Manon Bradley is the development director of the Major Projects Association, an organisation with the purpose of improving the initiation and delivery of major projects. She is also director of Strength 2 Strength, her consultancy specialising in helping companies harness the potential of a fully diverse workforce. Manon is also a competitive drug-free power-lifter and during the 16 years she has been competing she has won 13 World Championships, nine European Championships, held seven World Records and a host of British titles and records.

Manon Bradley
Manon Bradley

“I want to show girls and young women that you can be a strong woman and spend all your day in the gym kit. You can change the world, you can be who you are, you can be what you want to be. You don’t have to conform to society’s beliefs.”

Finding fundraising

I did a degree in psychology as I didn’t really know what I wanted to do. When I was doing A-levels, my friend was doing psychology, so I thought that sounded good and I did the same. Having decided not to pursue psychology professionally, either as an educational psychologist or clinical psychologist, I drifted into fundraising.
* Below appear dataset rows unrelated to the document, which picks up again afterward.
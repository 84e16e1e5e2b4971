//! Observability infrastructure for the recommender
//!
//! Prometheus metrics covering loop step latency, tracked objects, status
//! writes and metrics-provider responses. Registered once in a global
//! registry; handles are cheap clones.

use prometheus::{
    register_histogram_vec, register_int_counter, register_int_counter_vec, register_int_gauge,
    HistogramVec, IntCounter, IntCounterVec, IntGauge,
};
use std::sync::OnceLock;

/// Buckets for loop step durations (in seconds).
const STEP_BUCKETS: &[f64] = &[0.001, 0.005, 0.025, 0.1, 0.25, 0.5, 1.0, 2.5, 5.0, 15.0, 60.0];

static GLOBAL_METRICS: OnceLock<RecommenderMetricsInner> = OnceLock::new();

struct RecommenderMetricsInner {
    loop_step_seconds: HistogramVec,
    vpas_tracked: IntGauge,
    aggregate_states_tracked: IntGauge,
    recommendations_written: IntCounter,
    status_write_errors: IntCounter,
    oom_events: IntCounter,
    source_responses: IntCounterVec,
    checkpoints_written: IntCounter,
}

impl RecommenderMetricsInner {
    fn new() -> Self {
        Self {
            loop_step_seconds: register_histogram_vec!(
                "vpa_recommender_loop_step_seconds",
                "Wall time of each recommender loop step",
                &["step"],
                STEP_BUCKETS.to_vec()
            )
            .expect("Failed to register loop_step_seconds"),

            vpas_tracked: register_int_gauge!(
                "vpa_recommender_vpas_tracked",
                "Number of VPA objects currently in the cluster model"
            )
            .expect("Failed to register vpas_tracked"),

            aggregate_states_tracked: register_int_gauge!(
                "vpa_recommender_aggregate_states_tracked",
                "Number of aggregate container states currently held"
            )
            .expect("Failed to register aggregate_states_tracked"),

            recommendations_written: register_int_counter!(
                "vpa_recommender_recommendations_written_total",
                "Status updates written because the recommendation changed"
            )
            .expect("Failed to register recommendations_written"),

            status_write_errors: register_int_counter!(
                "vpa_recommender_status_write_errors_total",
                "Failed VPA status writes"
            )
            .expect("Failed to register status_write_errors"),

            oom_events: register_int_counter!(
                "vpa_recommender_oom_events_total",
                "OOM events folded into memory histograms"
            )
            .expect("Failed to register oom_events"),

            source_responses: register_int_counter_vec!(
                "vpa_recommender_metrics_source_responses_total",
                "Responses from metrics sources by outcome",
                &["source", "outcome"]
            )
            .expect("Failed to register source_responses"),

            checkpoints_written: register_int_counter!(
                "vpa_recommender_checkpoints_written_total",
                "Aggregate state checkpoints persisted"
            )
            .expect("Failed to register checkpoints_written"),
        }
    }
}

/// Handle to the global recommender metrics.
#[derive(Clone)]
pub struct RecommenderMetrics {
    _private: (),
}

impl Default for RecommenderMetrics {
    fn default() -> Self {
        Self::new()
    }
}

impl RecommenderMetrics {
    pub fn new() -> Self {
        GLOBAL_METRICS.get_or_init(RecommenderMetricsInner::new);
        Self { _private: () }
    }

    fn inner(&self) -> &RecommenderMetricsInner {
        GLOBAL_METRICS.get().expect("Metrics not initialized")
    }

    pub fn observe_loop_step(&self, step: &str, seconds: f64) {
        self.inner()
            .loop_step_seconds
            .with_label_values(&[step])
            .observe(seconds);
    }

    pub fn set_vpas_tracked(&self, count: i64) {
        self.inner().vpas_tracked.set(count);
    }

    pub fn set_aggregate_states_tracked(&self, count: i64) {
        self.inner().aggregate_states_tracked.set(count);
    }

    pub fn inc_recommendations_written(&self) {
        self.inner().recommendations_written.inc();
    }

    pub fn inc_status_write_errors(&self) {
        self.inner().status_write_errors.inc();
    }

    pub fn inc_oom_events(&self) {
        self.inner().oom_events.inc();
    }

    pub fn observe_source_response(&self, source: &str, success: bool) {
        let outcome = if success { "success" } else { "error" };
        self.inner()
            .source_responses
            .with_label_values(&[source, outcome])
            .inc();
    }

    pub fn inc_checkpoints_written(&self) {
        self.inner().checkpoints_written.inc();
    }
}

#[cfg(test)]
mod tests {
    use super::*;

    #[test]
    fn test_metrics_handle_is_usable() {
        let metrics = RecommenderMetrics::new();
        metrics.observe_loop_step("load_vpas", 0.01);
        metrics.set_vpas_tracked(3);
        metrics.set_aggregate_states_tracked(7);
        metrics.inc_recommendations_written();
        metrics.inc_status_write_errors();
        metrics.inc_oom_events();
        metrics.observe_source_response("time-series", true);
        metrics.observe_source_response("time-series", false);
        metrics.inc_checkpoints_written();
    }
}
My first proper fundraising job was working at the University of Salford. Salford has an excellent Master’s programme and, at the time, they made it available to staff free of charge. So, if you worked for the university you could sign up for these courses because the additional cost of one person sitting at the back of the room was nothing.

Master of my own destiny

The programme was called the modular Masters, which as long as you had the entry requirements, you could pick and choose whichever courses you want. I wanted to do economics, marketing and sociology. So, I filled out my form, and I sent it off to whoever, whichever department reviewed these things and I got a phone call from somebody, I think he was from the personnel department.

He said to me: “I see that you’ve applied for the modular Master’s Course, to do it through the university scheme,” and I said, “Yes.” Then he said: “It’s not really for administrative staff.” Because I was a relatively new graduate and I’d come into the into the fundraising team, I was there as essentially a kind of executive assistant role.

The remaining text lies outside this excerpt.